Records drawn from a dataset

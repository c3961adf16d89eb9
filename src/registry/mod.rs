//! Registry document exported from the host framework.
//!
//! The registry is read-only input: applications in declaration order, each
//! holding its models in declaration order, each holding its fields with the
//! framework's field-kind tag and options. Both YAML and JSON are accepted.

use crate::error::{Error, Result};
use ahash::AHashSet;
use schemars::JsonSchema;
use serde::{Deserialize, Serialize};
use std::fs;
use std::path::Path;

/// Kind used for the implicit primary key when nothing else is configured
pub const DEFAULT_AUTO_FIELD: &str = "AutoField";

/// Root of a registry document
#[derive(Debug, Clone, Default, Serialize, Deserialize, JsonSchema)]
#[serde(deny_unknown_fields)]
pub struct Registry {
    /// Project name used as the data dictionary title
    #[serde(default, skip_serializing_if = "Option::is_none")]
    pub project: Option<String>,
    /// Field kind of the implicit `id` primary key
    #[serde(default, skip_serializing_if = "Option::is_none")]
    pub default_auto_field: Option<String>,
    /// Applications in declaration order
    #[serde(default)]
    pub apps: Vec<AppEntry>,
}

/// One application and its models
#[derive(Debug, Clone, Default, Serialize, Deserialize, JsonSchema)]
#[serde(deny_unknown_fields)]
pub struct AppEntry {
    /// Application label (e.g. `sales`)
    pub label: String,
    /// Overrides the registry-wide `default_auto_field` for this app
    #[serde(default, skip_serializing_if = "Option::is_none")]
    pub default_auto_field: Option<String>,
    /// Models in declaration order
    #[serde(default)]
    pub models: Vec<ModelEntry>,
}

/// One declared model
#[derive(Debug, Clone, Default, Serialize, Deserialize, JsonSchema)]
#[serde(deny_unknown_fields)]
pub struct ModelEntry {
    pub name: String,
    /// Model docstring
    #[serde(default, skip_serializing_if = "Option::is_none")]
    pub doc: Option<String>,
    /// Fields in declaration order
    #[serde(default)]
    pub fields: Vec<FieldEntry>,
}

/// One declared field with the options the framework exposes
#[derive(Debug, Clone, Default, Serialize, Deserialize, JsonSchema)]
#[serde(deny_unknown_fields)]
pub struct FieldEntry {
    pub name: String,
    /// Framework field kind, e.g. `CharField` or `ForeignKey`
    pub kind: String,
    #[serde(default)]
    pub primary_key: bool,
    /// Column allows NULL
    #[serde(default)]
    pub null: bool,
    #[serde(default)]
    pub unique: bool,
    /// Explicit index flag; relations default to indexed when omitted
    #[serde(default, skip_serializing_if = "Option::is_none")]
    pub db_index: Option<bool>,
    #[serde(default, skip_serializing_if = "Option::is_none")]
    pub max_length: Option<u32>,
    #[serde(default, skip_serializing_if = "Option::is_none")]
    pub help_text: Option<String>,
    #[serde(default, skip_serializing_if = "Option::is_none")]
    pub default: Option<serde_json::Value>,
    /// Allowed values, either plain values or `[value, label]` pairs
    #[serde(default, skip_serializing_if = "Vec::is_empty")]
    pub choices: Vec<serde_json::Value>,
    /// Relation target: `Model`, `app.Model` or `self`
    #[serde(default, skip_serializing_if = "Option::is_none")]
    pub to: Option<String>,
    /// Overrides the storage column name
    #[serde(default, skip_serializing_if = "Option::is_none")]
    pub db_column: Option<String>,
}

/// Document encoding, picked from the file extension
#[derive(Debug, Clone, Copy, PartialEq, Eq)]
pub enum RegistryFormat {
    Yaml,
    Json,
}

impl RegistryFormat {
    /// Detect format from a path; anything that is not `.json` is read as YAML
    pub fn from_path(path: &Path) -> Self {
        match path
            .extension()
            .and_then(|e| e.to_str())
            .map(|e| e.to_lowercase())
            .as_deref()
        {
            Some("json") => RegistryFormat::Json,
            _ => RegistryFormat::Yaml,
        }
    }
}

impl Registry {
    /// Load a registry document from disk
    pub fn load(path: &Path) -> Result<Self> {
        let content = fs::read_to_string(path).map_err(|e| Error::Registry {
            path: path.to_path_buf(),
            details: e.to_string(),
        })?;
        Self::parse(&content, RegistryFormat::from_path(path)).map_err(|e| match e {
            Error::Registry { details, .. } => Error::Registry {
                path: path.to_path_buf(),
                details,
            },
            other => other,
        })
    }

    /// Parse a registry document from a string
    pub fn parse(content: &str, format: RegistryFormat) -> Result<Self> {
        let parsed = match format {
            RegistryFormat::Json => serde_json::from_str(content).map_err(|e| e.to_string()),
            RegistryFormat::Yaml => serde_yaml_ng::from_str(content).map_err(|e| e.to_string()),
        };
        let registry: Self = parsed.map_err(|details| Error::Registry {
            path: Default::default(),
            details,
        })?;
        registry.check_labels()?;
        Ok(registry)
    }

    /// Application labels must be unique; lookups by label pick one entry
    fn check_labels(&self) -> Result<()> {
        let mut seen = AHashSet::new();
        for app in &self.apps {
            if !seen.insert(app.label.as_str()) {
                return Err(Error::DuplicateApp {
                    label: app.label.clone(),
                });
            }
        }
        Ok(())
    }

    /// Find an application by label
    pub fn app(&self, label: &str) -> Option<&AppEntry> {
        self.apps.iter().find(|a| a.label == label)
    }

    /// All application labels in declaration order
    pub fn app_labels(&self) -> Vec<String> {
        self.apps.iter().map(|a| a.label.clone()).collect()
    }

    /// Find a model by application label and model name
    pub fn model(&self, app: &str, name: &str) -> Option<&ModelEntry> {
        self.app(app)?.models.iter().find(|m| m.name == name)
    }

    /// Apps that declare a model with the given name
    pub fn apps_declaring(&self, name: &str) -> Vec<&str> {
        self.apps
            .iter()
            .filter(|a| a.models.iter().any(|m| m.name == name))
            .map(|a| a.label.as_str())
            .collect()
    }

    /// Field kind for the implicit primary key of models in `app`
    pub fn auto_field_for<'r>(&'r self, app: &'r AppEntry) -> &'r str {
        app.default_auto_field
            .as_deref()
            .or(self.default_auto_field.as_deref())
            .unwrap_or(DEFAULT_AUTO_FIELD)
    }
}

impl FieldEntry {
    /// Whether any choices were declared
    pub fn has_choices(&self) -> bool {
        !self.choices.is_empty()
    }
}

[Assigned task]
Each line above, from the one that contains "pub fn apps_declaring(&self, name: &str)" to the last line of the records, should be repeated exactly. Leave out all others.

[Answer space]
    pub fn apps_declaring(&self, name: &str) -> Vec<&str> {
        self.apps
            .iter()
            .filter(|a| a.models.iter().any(|m| m.name == name))
            .map(|a| a.label.as_str())
            .collect()
    }

    /// Field kind for the implicit primary key of models in `app`
    pub fn auto_field_for<'r>(&'r self, app: &'r AppEntry) -> &'r str {
        app.default_auto_field
            .as_deref()
            .or(self.default_auto_field.as_deref())
            .unwrap_or(DEFAULT_AUTO_FIELD)
    }
}

impl FieldEntry {
    /// Whether any choices were declared
    pub fn has_choices(&self) -> bool {
        !self.choices.is_empty()
    }
}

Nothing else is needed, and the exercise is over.